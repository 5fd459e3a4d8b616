use models::status::{ApprovalStatus, EnrollmentStatus};
use sea_orm::entity::prelude::*;
use serde::{Deserialize, Serialize};

/// One course in a student's KRS for a semester
#[derive(Clone, Debug, PartialEq, DeriveEntityModel, Serialize, Deserialize)]
#[sea_orm(table_name = "enrollments")]
pub struct Model {
    #[sea_orm(primary_key, auto_increment = false)]
    pub id: Uuid,
    pub student_id: Uuid,
    pub course_id: Uuid,
    pub semester: i32,
    pub academic_year: String,
    pub status: EnrollmentStatus,
    pub approval_status: ApprovalStatus,
    /// Account id of whoever decided the entry
    pub approved_by: Option<Uuid>,
    pub approved_at: Option<DateTimeUtc>,
    pub rejection_reason: Option<String>,
    pub created_at: DateTimeUtc,
    pub updated_at: DateTimeUtc,
}

#[derive(Copy, Clone, Debug, EnumIter, DeriveRelation)]
pub enum Relation {
    #[sea_orm(
        belongs_to = "super::students::Entity",
        from = "Column::StudentId",
        to = "super::students::Column::Id",
        on_delete = "Cascade"
    )]
    Students,
    #[sea_orm(
        belongs_to = "super::courses::Entity",
        from = "Column::CourseId",
        to = "super::courses::Column::Id",
        on_delete = "Cascade"
    )]
    Courses,
}

impl Related<super::students::Entity> for Entity {
    fn to() -> RelationDef {
        Relation::Students.def()
    }
}

impl Related<super::courses::Entity> for Entity {
    fn to() -> RelationDef {
        Relation::Courses.def()
    }
}

impl ActiveModelBehavior for ActiveModel {}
------------------------------------------------------------
[EXERCISE INSTRUCTIONS] Retrieve each line of the data in which the word "from" can be found.

[RESPONSE TO THIS TASK]
        from = "Column::StudentId",
        from = "Column::CourseId",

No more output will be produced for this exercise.